Well, this is why builders carry insurance when they guarantee their work. “Houston” (or Bill), “we have a problem.”
Bill called the plumber who installed all the piping. He was far away but made it to the house around 12:30. (Meanwhile, I’d unpacked the load I’d brought to the house and gone home for a quick lunch and more towels. What else could I do? Turns out there was something, but I didn’t think of it; it wasn’t obvious. More on that in a minute.)
So the plumber checks everything he can think of (except the one thing he didn’t), and says, “I guess we’re going to have to open the wall to find out where the leak is.” Fortunately (we thought), while I was back at the old house, I’d looked through all of the photos I’ve taken while the house was being built and found ONE that showed where that cold-water line came down the wall. OK, that gives us a place to start.
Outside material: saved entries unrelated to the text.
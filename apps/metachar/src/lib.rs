//! # metachar
//!
//! Command-line front end for MetaChar character sheets.
//!
//! The binary in `main.rs` only sets up logging; everything it runs lives
//! here so that integration tests can drive the commands directly.

pub mod cli;
pub mod config;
The plumber sawed out the first section of wall. Some of the drywall wasn’t so dry anymore, some was OK. But no leak.
He cut out another section. Same thing. Yet the water’s still coming. Maybe, he said, a nail got into the PEX piping and has only now corroded enough to leak. He found every connection, and bared every bit of the piping below the top of the wet drywall.
Nothing. Hmmm.
“Oh, wait!” he said. He went into the bathroom, opened the cabinet doors, and found… you’re way ahead of me, right? The flash heater that feeds hot water to the sink was leaking. If I had thought to check that, I could have turned off the water to it and saved a little of the leakage. If he’d thought of it first–and he installed it–we might not have had to cut that big hole in the wall. In any case, he shut off the water to the heater, removed it, and will get a new one.
Since then? Dry as a bone.
So now the drywall will have to be repaired or replaced and the wall textured and repainted. And a big load of new furniture, including two buffets that are supposed to go against that wall, is supposed to be delivered on Tuesday.”Don’t worry,” says Terri, the interior designer in charge of the delivery and set-up, “we’ll work around it.”
The good news, I guess, is that this happened now, before that furniture arrived. The wood cabinetry in the vanity is damaged and I expect it will have to be replaced. But that’s about it. And I’d been thinking about going to a meeting in Prescott, Arizona, a five hour drive north of here, on Friday. If I had, and hadn’t gone to the house until today… I shudder to think what I would have found.
It’s Curtains for You
Well, blinds, actually. The other big (and positive) news of the past two weeks was the installation of the “window treatments”–OK, OK, blinds–in the office and bedrooms.
The blinds in the office roll down from the top. Like all of them, they’re translucent so that even when they’re down, some light gets in.
With them part-way down, you can really see the difference.
The blind for the master bedroom is the only one covering a sliding glass door and one of only two that are singles and are not installed in a corner. Here’s a close-up of the material.
The “German” bedroom gets a material that looks like grass. Not exactly Germanic but the color’s right.
Because these windows face north and east, they also get black-out blinds behind them. They’re not perfect at blocking all light because they’re mounted in a corner, but they’ll do a good job.
The blinds in the “Oriental” bedroom are a bit more in keeping with the color theme.
And again they get black-out blinds, for the same reason.
I was going to write about how I’ve been moving in the way Johnny Cash built his Cadillac–“one piece at a time”–but since this post is getting long, I’ll save that for next time. My goal is to be living in the new place by the end of the week, even though the move won’t be complete by then. It’ll be close enough.
My heart did more than skip a beat…I had to grab my life jacket!